JIMMY RICHER : ARTISTE EMERGENT MONTPELLIÉRAIN


Cartel Jimmy Richier
Vue de l'exposition Jimmy Richier : Ni plat Ni Sphère 2, galerie chantiersBoîteNoire à Montpellier à partir 8 du 12 mars, 23 février, 2021.

Jimmy Richer est un jeune artiste émergent montpelliérain, né à la fin des années 1980. Il a poursuivi une formation artistique approfondie à l’École Supérieure des Beaux-Arts de Montpellier. Depuis 2012, il multiplie les exposition en France et surtout en région Occitanie. Ses œuvres polyvalentes se composent de fresques murales, dessins, peintures, bandes dessinées, gravures, etc interrogeant de grandes questions existentielles. Aujourd’hui, il est représenté par la Galerie Chantiers Boîte Noire qui favorise la représentation des jeunes artistes émergents.

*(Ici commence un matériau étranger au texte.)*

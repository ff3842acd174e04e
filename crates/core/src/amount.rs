//! Fixed-point asset amounts.
//!
//! Amounts are held in minor units (hundredths). Two fractional digits is the
//! precision the platform's assets are created with; finer values are rejected
//! rather than silently rounded.

use core::fmt;
use core::str::FromStr;

use serde::{Deserialize, Serialize};

use crate::error::DomainError;

/// Signed fixed-point amount with [`Amount::SCALE`] fractional digits.
///
/// Transaction amounts are never negative; balances may be compared against
/// negative deltas while computing invariants, hence the signed backing type.
#[derive(Debug, Copy, Clone, Default, PartialEq, Eq, PartialOrd, Ord, Hash, Serialize, Deserialize)]
#[serde(transparent)]
pub struct Amount(i64);

impl Amount {
    /// Number of fractional decimal digits.
    pub const SCALE: u32 = 2;
    const FACTOR: i64 = 10i64.pow(Self::SCALE);

    pub const ZERO: Amount = Amount(0);

    pub const fn from_minor(minor: i64) -> Self {
        Self(minor)
    }

    pub const fn minor(self) -> i64 {
        self.0
    }

    /// Whole units (e.g. `Amount::from_major(50)` is `50.00`).
    pub fn from_major(major: i64) -> Result<Self, DomainError> {
        major
            .checked_mul(Self::FACTOR)
            .map(Self)
            .ok_or_else(|| DomainError::overflow(format!("{major} whole units")))
    }

    pub fn is_zero(self) -> bool {
        self.0 == 0
    }

    pub fn is_negative(self) -> bool {
        self.0 < 0
    }

    pub fn checked_add(self, other: Amount) -> Option<Amount> {
        self.0.checked_add(other.0).map(Amount)
    }

    pub fn checked_sub(self, other: Amount) -> Option<Amount> {
        self.0.checked_sub(other.0).map(Amount)
    }

    /// Lossy conversion for `real` columns and display-only contexts.
    pub fn to_f64(self) -> f64 {
        self.0 as f64 / Self::FACTOR as f64
    }

    /// Inverse of [`Amount::to_f64`]; rounds to the nearest minor unit.
    pub fn from_f64(value: f64) -> Result<Self, DomainError> {
        if !value.is_finite() {
            return Err(DomainError::invalid_amount(format!("{value} is not a finite number")));
        }
        let minor = (value * Self::FACTOR as f64).round();
        if minor.abs() > i64::MAX as f64 {
            return Err(DomainError::overflow(value.to_string()));
        }
        Ok(Self(minor as i64))
    }

    /// Re-express in a ledger's native base units with `decimals` fractional
    /// digits (e.g. 8 for satoshi-denominated assets).
    pub fn to_base_units(self, decimals: u32) -> Result<i64, DomainError> {
        if decimals < Self::SCALE {
            return Err(DomainError::validation(format!(
                "ledger precision {decimals} is below platform precision {}",
                Self::SCALE
            )));
        }
        10i64
            .checked_pow(decimals - Self::SCALE)
            .and_then(|f| self.0.checked_mul(f))
            .ok_or_else(|| DomainError::overflow(format!("{self} at {decimals} decimals")))
    }

    /// Convert native base units back, rejecting values finer than the platform precision.
    pub fn from_base_units(units: i64, decimals: u32) -> Result<Self, DomainError> {
        if decimals < Self::SCALE {
            return Err(DomainError::validation(format!(
                "ledger precision {decimals} is below platform precision {}",
                Self::SCALE
            )));
        }
        let factor = 10i64
            .checked_pow(decimals - Self::SCALE)
            .ok_or_else(|| DomainError::overflow(format!("{decimals} decimals")))?;
        if units % factor != 0 {
            return Err(DomainError::invalid_amount(format!(
                "ledger amount {units} has more than {} fractional digits",
                Self::SCALE
            )));
        }
        Ok(Self(units / factor))
    }
}

impl core::ops::Neg for Amount {
    type Output = Amount;

    fn neg(self) -> Amount {
        Amount(-self.0)
    }
}

impl core::ops::AddAssign for Amount {
    fn add_assign(&mut self, other: Amount) {
        self.0 += other.0;
    }
}

impl fmt::Display for Amount {
    fn fmt(&self, f: &mut fmt::Formatter<'_>) -> fmt::Result {
        let sign = if self.0 < 0 { "-" } else { "" };
        let abs = self.0.unsigned_abs();
        let factor = Self::FACTOR as u64;
        write!(
            f,
            "{sign}{}.{:0width$}",
            abs / factor,
            abs % factor,
            width = Self::SCALE as usize
        )
    }
}

impl FromStr for Amount {
    type Err = DomainError;

    /// Parses plain decimal notation: `50`, `5.5`, `5.50`. Negative values
    /// and more than two fractional digits are rejected.
    fn from_str(s: &str) -> Result<Self, Self::Err> {
        let s = s.trim();
        if s.is_empty() {
            return Err(DomainError::invalid_amount("empty"));
        }
        if s.starts_with('-') {
            return Err(DomainError::invalid_amount(format!("must not be negative: {s}")));
        }
        let (whole, frac) = match s.split_once('.') {
            Some((w, f)) => (w, f),
            None => (s, ""),
        };
        if whole.is_empty() && frac.is_empty() {
            return Err(DomainError::invalid_amount(s.to_string()));
        }
        if frac.len() > Self::SCALE as usize {
            return Err(DomainError::invalid_amount(format!(
                "{s} has more than {} fractional digits",
                Self::SCALE
            )));
        }
        let digits = |part: &str| part.chars().all(|c| c.is_ascii_digit());
        if !digits(whole) || !digits(frac) {
            return Err(DomainError::invalid_amount(s.to_string()));
        }

        let whole: i64 = if whole.is_empty() {
            0
        } else {
            whole
                .parse()
                .map_err(|_| DomainError::overflow(s.to_string()))?
        };
        let mut frac_minor: i64 = if frac.is_empty() { 0 } else { frac.parse().unwrap_or(0) };
        for _ in frac.len()..Self::SCALE as usize {
            frac_minor *= 10;
        }

        whole
            .checked_mul(Self::FACTOR)
            .and_then(|w| w.checked_add(frac_minor))
            .map(Self)
            .ok_or_else(|| DomainError::overflow(s.to_string()))
    }
}

#[cfg(test)]
mod tests {
    use super::*;
    use proptest::prelude::*;

    #[test]
    fn parses_decimal_notation() {
        assert_eq!("50".parse::<Amount>().unwrap(), Amount::from_minor(5000));
        assert_eq!("5.5".parse::<Amount>().unwrap(), Amount::from_minor(550));
        assert_eq!("0.05".parse::<Amount>().unwrap(), Amount::from_minor(5));
        assert_eq!(".5".parse::<Amount>().unwrap(), Amount::from_minor(50));
    }

    #[test]
    fn rejects_negative_and_overprecise_values() {
        assert!(matches!("-1".parse::<Amount>(), Err(DomainError::InvalidAmount(_))));
        assert!(matches!("1.005".parse::<Amount>(), Err(DomainError::InvalidAmount(_))));
        assert!(matches!(
            "100000000000000000".parse::<Amount>(),
            Err(DomainError::AmountOverflow(_))
        ));
        assert!("1e3".parse::<Amount>().is_err());
        assert!("".parse::<Amount>().is_err());
        assert!(".".parse::<Amount>().is_err());
    }

    #[test]
    fn displays_two_fractional_digits() {
        assert_eq!(Amount::from_minor(4450).to_string(), "44.50");
        assert_eq!(Amount::from_minor(5).to_string(), "0.05");
        assert_eq!(Amount::from_minor(-550).to_string(), "-5.50");
    }

    #[test]
    fn converts_to_satoshi_units() {
        let a: Amount = "5.5".parse().unwrap();
        assert_eq!(a.to_base_units(8).unwrap(), 550_000_000);
        assert_eq!(Amount::from_base_units(550_000_000, 8).unwrap(), a);
        assert!(Amount::from_base_units(1, 8).is_err());
        assert!(a.to_base_units(1).is_err());
    }

    proptest! {
        /// Transactions.Amount is a `real` column; reading it back must not drift.
        #[test]
        fn real_column_conversion_is_exact_at_two_digits(minor in 0i64..1_000_000_000i64) {
            let a = Amount::from_minor(minor);
            prop_assert_eq!(Amount::from_f64(a.to_f64()).unwrap(), a);
        }
    }
}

« Jimmy Richer est conteur autant qu’il est artiste mais ses histoires sont particulières : elles n’ont ni début ni fin. Les représentations drolatiques tout droit sorties de l’esprit de l’artiste se composent en archipel. La seule manière de les appréhender est de naviguer de détail en détail. [1]» Stanislas Colodiet, ex-conservateur au Musée Fabre de Montpellier et directeur du CIRVA, Marseille.

Cartel Jimmy Richier
Jimmy Richier, Fresque murale, 2021.

À travers ses œuvres, Richer nous raconte un univers narratif attendant d’être découvert à partir de chaque œuvre qui correspond à un élément de ce récit. Ni Plat Ni Sphère (12.03-10.07. 2021) est une exposition en deux volumes : l’architecture de la galerie Chantiers Boîte Noire nous propose une visite en deux temps qui répond totalement à la diversité des types d’œuvres et de récits de l’exposition. L’artiste a adopté un style artistique propre dès le début de sa carrière. Cette volonté lui a fourni divers titres sauf celui d’artiste, tels que dessinateur, caricaturiste, cinéaste, auteur de fiction et même naturaliste [2]. Il s’inspire également de l’art japonais contemporain tel que les œuvres du créateur de films d’animation Hayao Miyazaki et de l’art japonais traditionnel tel que le peintre Hokusai. Nous pouvons remarquer dans cette exposition l’hommage fait à Hokusai lorsque Richer réalise à l’aquarelle une peinture [3] ressemblant à une page de bande dessinée qui renvoie à La Grande Vague de Kanagawa. Compte tenu de tous ces points d'inspiration, Richer a une identité artistique et intellectuelle qui traite de différents domaines artistiques comme que la bande-dessinée, la peinture, le dessin, le tatouage et la gravure. Autour de la même thématique, il expérimente et met en œuvre différentes techniques artistiques telles que la sérigraphie, le dessin au feutre sur papier, l’aquarelle, la fresque murale. Les médiums se mettent en jeu, la gravure et la fresque reviennent en wall-painting contemporain.


Cartel Jimmy Richier
Jimmy Richier, Le(s) génie(s) naturel(s), édition limitée en sérigraphie sur papier Fedrigoni, Portfolios de 8 planches de 100 x 70 cm.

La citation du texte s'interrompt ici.